Everything seems to cost more these days — including airfare.
Indeed, last month, airfare was nearly 20 percent higher than it was in January 2022, according to the Consumer Travel Index – Q1 2023 conducted by Hopper, the travel pricing app. Interestingly, despite the increase, airfare was still around 6 percent less than it was for the same period in the pre-pandemic year of 2019.
The bad news for travelers on a budget, the Consumer Travel Index notes, is that the price of domestic airfare will continue rising modestly this month before accelerating this spring and early summer. Then, in mid-summer, the cost of domestic airfare will decrease again, Hayley Berg, lead economist at Hopper, wrote in the report.
“Though prices are expected to remain lower than 2022 levels for late spring and summer, airfare is expected to be higher than pre-pandemic levels, as costs remain high and demand continues to outstrip airline capacity,” Berg wrote.
When To Book Airfare
The average cost of domestic airfare will rise slightly to $277 this month, before increasing through spring and early summer.
The peak will be in May, when the average domestic airfare is expected to be just under $350 per ticket.
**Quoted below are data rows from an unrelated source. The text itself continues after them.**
/// Locate and decode the net block.
///
/// Returns `None` when the header cannot be resolved. Problems past that
/// point truncate the record list but keep everything decoded so far.
pub fn decode_netlist(
    buf: &[u8],
    config: &NetlistConfig,
    diagnostics: &mut Vec<Diagnostic>,
) -> Option<NetlistBlock> {
    let resolved = match resolve_layout(buf, config.layout, config.min_header_size) {
        Ok(resolved) => resolved,
        Err(diagnostic) => {
            diagnostics.push(diagnostic);
            return None;
        }
    };

    let start = resolved.start_offset;
    let entry_start = start + 4;
    let declared_end = entry_start.saturating_add(resolved.total_size as usize);
    if !resolved.size_in_bounds {
        diagnostics.push(Diagnostic::warn(
            DiagnosticKind::BlockSizeOverrun,
            Some(start),
            format!(
                "declared net block size {} runs past end of file ({} bytes)",
                resolved.total_size,
                buf.len()
            ),
        ));
    }
    let scan_end = match config.block_end {
        BlockEndPolicy::Strict => declared_end.min(buf.len()),
        BlockEndPolicy::Hint => buf.len(),
    };

    let mut records = Vec::new();
    let mut cursor = entry_start;
    let mut scanned = 0usize;
    let mut sentinel_offset = None;
    let mut ran_past = false;

    while cursor < scan_end {
        if match_pattern(buf, cursor, &END_SENTINEL) {
            tracing::debug!(offset = cursor, "found end sentinel");
            sentinel_offset = Some(cursor);
            break;
        }

        if scanned == config.max_entries {
            diagnostics.push(Diagnostic::warn(
                DiagnosticKind::EntryLimit,
                Some(cursor),
                format!("reached {scanned} entries, stopping"),
            ));
            break;
        }

        if cursor + ENTRY_HEADER_LEN > buf.len() {
            diagnostics.push(Diagnostic::warn(
                DiagnosticKind::MalformedEntry,
                Some(cursor),
                "truncated entry header",
            ));
            break;
        }

        let entry_size = read_u32_le(buf, cursor);
        if (entry_size as usize) < ENTRY_HEADER_LEN || entry_size > config.max_entry_size {
            diagnostics.push(Diagnostic::warn(
                DiagnosticKind::MalformedEntry,
                Some(cursor),
                format!(
                    "invalid entry size {entry_size} (expected {ENTRY_HEADER_LEN}..={})",
                    config.max_entry_size
                ),
            ));
            break;
        }

        let entry_end = cursor + entry_size as usize;
        if entry_end > buf.len() {
            diagnostics.push(Diagnostic::warn(
                DiagnosticKind::MalformedEntry,
                Some(cursor),
                format!("entry of {entry_size} bytes exceeds file boundary"),
            ));
            break;
        }

        if entry_end > declared_end && config.block_end == BlockEndPolicy::Hint && !ran_past {
            ran_past = true;
            diagnostics.push(Diagnostic::warn(
                DiagnosticKind::RanPastBlockEnd,
                Some(cursor),
                format!("decoding entries past declared block end {declared_end}"),
            ));
        }

        let index = read_u32_le(buf, cursor + 4);
        let name = decode_name(&buf[cursor + ENTRY_HEADER_LEN..entry_end]);
        tracing::debug!(
            entry = scanned,
            offset = cursor,
            size = entry_size,
            index,
            name = %name,
            "decoded net entry"
        );

        cursor = entry_end;
        scanned += 1;

        if name.is_empty() {
            tracing::debug!(index, "dropping entry with empty name");
            continue;
        }
        records.push(NetRecord {
            index,
            name,
            encoded_size: entry_size,
        });
    }

    tracing::debug!(
        scanned,
        kept = records.len(),
        "net block decoded"
    );

    Some(NetlistBlock {
        layout: resolved.layout,
        start_offset: start,
        total_size: resolved.total_size,
        records,
        consumed_end: cursor,
        sentinel_offset,
        entries_scanned: scanned,
        size_in_bounds: resolved.size_in_bounds,
    })
}
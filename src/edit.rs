//! The splice primitive: verified byte-range replacement over a board image.
//!
//! Every re-encode in this crate compiles down to one or more [`Splice`]s.
//! A splice names an original `[byte_start, byte_end)` range, the bytes that
//! replace it, and what the original range is expected to contain. The
//! codecs decide *where* to splice; [`apply_splices`] only checks and copies.

use thiserror::Error;
use xxhash_rust::xxh3::xxh3_64;

/// Verified byte-range replacement.
#[derive(Debug, Clone, PartialEq, Eq)]
#[must_use = "Splice does nothing until passed to apply_splices()"]
pub struct Splice {
    /// Starting byte offset in the original buffer (inclusive)
    pub byte_start: usize,
    /// Ending byte offset in the original buffer (exclusive)
    pub byte_end: usize,
    /// Bytes written in place of [byte_start, byte_end)
    pub new_bytes: Vec<u8>,
    /// What the original range must contain for the splice to apply
    pub expected_before: SpliceVerification,
}

/// Verification strategy for the bytes a splice replaces.
#[derive(Debug, Clone, PartialEq, Eq)]
pub enum SpliceVerification {
    /// Exact byte match required
    ExactMatch(Vec<u8>),
    /// xxh3 hash of the expected bytes (used for large ranges)
    Hash(u64),
}

impl SpliceVerification {
    /// Check if the provided bytes match the verification criteria.
    pub fn matches(&self, bytes: &[u8]) -> bool {
        match self {
            SpliceVerification::ExactMatch(expected) => bytes == expected.as_slice(),
            SpliceVerification::Hash(expected_hash) => xxh3_64(bytes) == *expected_hash,
        }
    }

    /// Create verification from bytes, using a hash above 1 KiB.
    pub fn from_bytes(bytes: &[u8]) -> Self {
        if bytes.len() > 1024 {
            SpliceVerification::Hash(xxh3_64(bytes))
        } else {
            SpliceVerification::ExactMatch(bytes.to_vec())
        }
    }
}

#[derive(Error, Debug, Clone, PartialEq, Eq)]
pub enum PatchError {
    #[error("Invalid byte range: [{byte_start}, {byte_end}) in buffer of length {buf_len}")]
    InvalidRange {
        byte_start: usize,
        byte_end: usize,
        buf_len: usize,
    },

    #[error(
        "Splice at {byte_start} overlaps or precedes the previous splice ending at {previous_end}"
    )]
    Overlap { previous_end: usize, byte_start: usize },

    #[error("Original bytes at [{byte_start}, {byte_end}) do not match what the splice expects")]
    BeforeBytesMismatch { byte_start: usize, byte_end: usize },

    #[error("Patched output would exceed its planned size of {planned} bytes (needed {needed})")]
    OutputOverflow { planned: usize, needed: usize },
}

impl Splice {
    /// Create a splice with automatic verification generation.
    pub fn new(
        byte_start: usize,
        byte_end: usize,
        new_bytes: impl Into<Vec<u8>>,
        expected_before: &[u8],
    ) -> Self {
        Self {
            byte_start,
            byte_end,
            new_bytes: new_bytes.into(),
            expected_before: SpliceVerification::from_bytes(expected_before),
        }
    }

    /// Plan a splice against `buf`, capturing the current range contents as
    /// the expected before-bytes.
    pub fn against(
        buf: &[u8],
        byte_start: usize,
        byte_end: usize,
        new_bytes: impl Into<Vec<u8>>,
    ) -> Result<Self, PatchError> {
        let current = checked_range(buf, byte_start, byte_end)?;
        Ok(Self::new(byte_start, byte_end, new_bytes, current))
    }

    /// Zero-length splice inserting `new_bytes` at the end of `buf`.
    pub fn append(buf: &[u8], new_bytes: impl Into<Vec<u8>>) -> Self {
        Self::new(buf.len(), buf.len(), new_bytes, &[])
    }

    /// Length of the original range.
    pub fn original_len(&self) -> usize {
        self.byte_end - self.byte_start
    }

    /// Size change this splice causes; positive when the region grows.
    pub fn delta(&self) -> isize {
        self.new_bytes.len() as isize - self.original_len() as isize
    }

    fn validate(&self, buf: &[u8]) -> Result<(), PatchError> {
        let current = checked_range(buf, self.byte_start, self.byte_end)?;
        if !self.expected_before.matches(current) {
            return Err(PatchError::BeforeBytesMismatch {
                byte_start: self.byte_start,
                byte_end: self.byte_end,
            });
        }
        Ok(())
    }
}

fn checked_range(buf: &[u8], byte_start: usize, byte_end: usize) -> Result<&[u8], PatchError> {
    if byte_start > byte_end || byte_end > buf.len() {
        return Err(PatchError::InvalidRange {
            byte_start,
            byte_end,
            buf_len: buf.len(),
        });
    }
    Ok(&buf[byte_start..byte_end])
}

/// Apply ascending, disjoint splices to `buf`, producing a fresh buffer.
///
/// Output is: bytes before the first splice, then each splice's new bytes
/// followed by the untouched bytes up to the next splice, then the tail. All
/// splices are validated before anything is copied, and the output is never
/// allowed to grow past the size computed up front.
pub fn apply_splices(buf: &[u8], splices: &[Splice]) -> Result<Vec<u8>, PatchError> {
    for splice in splices {
        splice.validate(buf)?;
    }

    // Ascending and non-overlapping; touching ranges are fine
    for window in splices.windows(2) {
        let (earlier, later) = (&window[0], &window[1]);
        if later.byte_start < earlier.byte_end {
            return Err(PatchError::Overlap {
                previous_end: earlier.byte_end,
                byte_start: later.byte_start,
            });
        }
    }

    let removed: usize = splices.iter().map(Splice::original_len).sum();
    let added: usize = splices.iter().map(|s| s.new_bytes.len()).sum();
    let planned = buf.len() - removed + added;

    let mut output = Vec::with_capacity(planned);
    let mut cursor = 0;
    for splice in splices {
        extend_bounded(&mut output, &buf[cursor..splice.byte_start], planned)?;
        extend_bounded(&mut output, &splice.new_bytes, planned)?;
        cursor = splice.byte_end;
    }
    extend_bounded(&mut output, &buf[cursor..], planned)?;

    if output.len() != planned {
        return Err(PatchError::OutputOverflow {
            planned,
            needed: output.len(),
        });
    }

    tracing::debug!(
        splices = splices.len(),
        before = buf.len(),
        after = output.len(),
        "applied splices"
    );
    Ok(output)
}

fn extend_bounded(output: &mut Vec<u8>, bytes: &[u8], planned: usize) -> Result<(), PatchError> {
    let needed = output.len() + bytes.len();
    if needed > planned {
        return Err(PatchError::OutputOverflow { planned, needed });
    }
    output.extend_from_slice(bytes);
    Ok(())
}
That figure, by the way, will be 11 percent lower than airfare from May 2022, when the average cost of domestic airfare was around $400, Berg explains.
Specifically, domestic airfare will rise to $277 this month, before jumping to $308 in March, $326 in April, and finally peaking at $348 in May, according to Hopper. After that, the average domestic airfare is expected to decline slightly to $341 in June before dropping to $318 in July.
Why Airfare Remains High
There are three main factors behind the high cost of airfare.
First, of course, demand is surging.
“Demand for travel continues to surge post-pandemic, with 96 percent of Hopper users claiming they plan to take at least one trip in 2023,” Berg wrote in the report. “Sustained strong demand into 2023 will put additional pressure on prices, especially to and within regions where travel has only recently reopened like parts of Asia.”
Secondly, airline capacity is still constrained.
On the one hand, domestic seat capacity in January was higher than it was in January 2019 by about 6 percent, Berg explains. One reason for that increase is that airlines have increased capacity by replacing smaller planes with larger jets to meet demand with a decreased number of flights.
However, passenger demand still outstrips airlines’ seat capacity.
Finally, airlines struggle with the increasing cost of jet fuel.
“Jet fuel prices were already high in early 2022 as a result of supply constraints worldwide when the Russian invasion of Ukraine and resulting supply uncertainty put immense upward pressure on prices,” Berg wrote. “Today, jet fuel prices are at the highest levels seen since 2008 and are averaging $3.75 per gallon, an increase of more than 51 percent compared to January 2022 and twice the price in January 2019.”
Furthermore, jet fuel prices are likely to continue climbing as passenger demand itself continues to rise. That demand was further boosted by high numbers of Chinese travelers who recently journeyed to celebrate Lunar New Year as well as the skyrocketing number of Chinese who are resuming travel now that the country’s COVID-19 travel restrictions have been lifted, according to The Wall Street Journal.
The cost of jet fuel accounts for somewhere between 15 and 30 percent of an airline’s operating costs, Berg notes. Consequently, airlines will be pressured to maintain higher airfares so they can, in turn, compensate for their higher operating costs driven by the price of jet fuel.